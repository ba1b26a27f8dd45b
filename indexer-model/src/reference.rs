//! Parsing and canonicalization of registry-qualified image references.
//!
//! A reference has the grammar `host/path(/path)*[:tag|@digest]`. The host
//! and path components together form the *name*; trimming an optional tag
//! or digest suffix from a reference yields its *canonical name*, which is
//! used as the key into the [`crate::Index`].

use regex::Regex;
use std::fmt;
use std::sync::OnceLock;

use crate::Error;

const PATH_COMPONENT: &str = r"[a-z0-9]+(?:[._-][a-z0-9]+)*";

fn reference_re() -> &'static Regex {
    static RE: OnceLock<Regex> = OnceLock::new();
    RE.get_or_init(|| {
        Regex::new(&format!(
            r"(?x)
            ^
            (?P<host>[a-zA-Z0-9]([a-zA-Z0-9.-]*[a-zA-Z0-9])?(?::[0-9]+)?)
            /
            (?P<path>{PATH_COMPONENT}(?:/{PATH_COMPONENT})*)
            (?:
                : (?P<tag>[A-Za-z0-9_][A-Za-z0-9._-]{{0,127}})
              | @ (?P<digest>[a-z0-9]+(?:[.+_-][a-z0-9]+)*:[0-9a-fA-F]{{32,}})
            )?
            $
            "
        ))
        .expect("reference regex is valid")
    })
}

/// A parsed, registry-qualified image reference.
///
/// `Reference` always carries a canonical `host/path` name; the tag and
/// digest suffixes are optional and mutually exclusive.
#[derive(Debug, Clone, PartialEq, Eq, Hash)]
pub struct Reference {
    name: String,
    tag: Option<String>,
    digest: Option<String>,
}

impl Reference {
    /// Parses a reference string of the form `host/path(/path)*[:tag|@digest]`.
    pub fn parse(s: &str) -> Result<Self, Error> {
        let captures = reference_re()
            .captures(s)
            .ok_or_else(|| Error::Protocol(format!("invalid reference: {s}")))?;

        let host = &captures["host"];
        let path = &captures["path"];
        let name = format!("{host}/{path}");
        let tag = captures.name("tag").map(|m| m.as_str().to_string());
        let digest = captures.name("digest").map(|m| m.as_str().to_string());

        Ok(Reference { name, tag, digest })
    }

    /// Builds a reference by joining a host prefix with a bare repository
    /// path, e.g. `with_host_prefix("r.example", "ns/app")` yields
    /// `r.example/ns/app`. Used to qualify webhook event repository fields
    /// with the configured registry host.
    pub fn with_host_prefix(host: &str, repository_path: &str) -> Result<Self, Error> {
        Reference::parse(&format!("{host}/{repository_path}"))
    }

    /// Returns a new reference for the same name with the given tag,
    /// discarding any existing tag or digest.
    pub fn with_tag(&self, tag: &str) -> Result<Self, Error> {
        Reference::parse(&format!("{}:{}", self.name, tag))
    }

    /// The canonical `host/path` name, without tag or digest.
    pub fn name(&self) -> &str {
        &self.name
    }

    /// The registry hostname this reference belongs to (the first path
    /// segment before the first `/`).
    pub fn host(&self) -> &str {
        self.name.split('/').next().unwrap_or(&self.name)
    }

    /// The repository path within the registry, i.e. `name` without the
    /// leading host segment.
    pub fn repository_path(&self) -> &str {
        self.name
            .split_once('/')
            .map(|(_, path)| path)
            .unwrap_or("")
    }

    /// The tag component, if present.
    pub fn tag(&self) -> Option<&str> {
        self.tag.as_deref()
    }

    /// The digest component, if present.
    pub fn digest(&self) -> Option<&str> {
        self.digest.as_deref()
    }

    /// Returns this reference with tag and digest trimmed, i.e. the
    /// canonical repository reference used as an [`crate::Index`] key.
    pub fn trim_tag(&self) -> Reference {
        Reference {
            name: self.name.clone(),
            tag: None,
            digest: None,
        }
    }

    /// Returns the tag if one is present, otherwise an error. Used where a
    /// tagged reference is required, e.g. image fetch/delete actions.
    pub fn require_tag(&self) -> Result<&str, Error> {
        self.tag
            .as_deref()
            .ok_or_else(|| Error::Protocol(format!("reference {self} has no tag")))
    }
}

impl fmt::Display for Reference {
    fn fmt(&self, f: &mut fmt::Formatter<'_>) -> fmt::Result {
        write!(f, "{}", self.name)?;
        if let Some(tag) = &self.tag {
            write!(f, ":{tag}")?;
        } else if let Some(digest) = &self.digest {
            write!(f, "@{digest}")?;
        }
        Ok(())
    }
}

#[cfg(test)]
mod tests {
    use super::*;

    #[test]
    fn parses_tagged_reference() {
        let r = Reference::parse("r.example/ns/app:v1").unwrap();
        assert_eq!(r.name(), "r.example/ns/app");
        assert_eq!(r.host(), "r.example");
        assert_eq!(r.repository_path(), "ns/app");
        assert_eq!(r.tag(), Some("v1"));
        assert_eq!(r.digest(), None);
    }

    #[test]
    fn parses_digest_reference() {
        let digest = "sha256:".to_owned() + &"a".repeat(64);
        let r = Reference::parse(&format!("r.example/ns/app@{digest}")).unwrap();
        assert_eq!(r.digest(), Some(digest.as_str()));
        assert_eq!(r.tag(), None);
    }

    #[test]
    fn parses_bare_name() {
        let r = Reference::parse("r.example/ns/app").unwrap();
        assert_eq!(r.name(), "r.example/ns/app");
        assert!(r.tag().is_none());
    }

    #[test]
    fn rejects_invalid_reference() {
        assert!(Reference::parse("not a reference").is_err());
        assert!(Reference::parse("/leading/slash").is_err());
    }

    #[test]
    fn trim_tag_drops_suffix() {
        let r = Reference::parse("r.example/ns/app:v1").unwrap();
        let trimmed = r.trim_tag();
        assert_eq!(trimmed.name(), "r.example/ns/app");
        assert_eq!(trimmed.to_string(), "r.example/ns/app");
    }

    #[test]
    fn with_host_prefix_joins_path() {
        let r = Reference::with_host_prefix("r.example", "ns/app").unwrap();
        assert_eq!(r.name(), "r.example/ns/app");
    }

    #[test]
    fn display_roundtrips() {
        let r = Reference::parse("r.example/ns/app:v1").unwrap();
        assert_eq!(r.to_string(), "r.example/ns/app:v1");
    }
}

***

Task → Gather each line of the records holding the string "Protocol".

Solution →
            .ok_or_else(|| Error::Protocol(format!("invalid reference: {s}")))?;
            .ok_or_else(|| Error::Protocol(format!("reference {self} has no tag")))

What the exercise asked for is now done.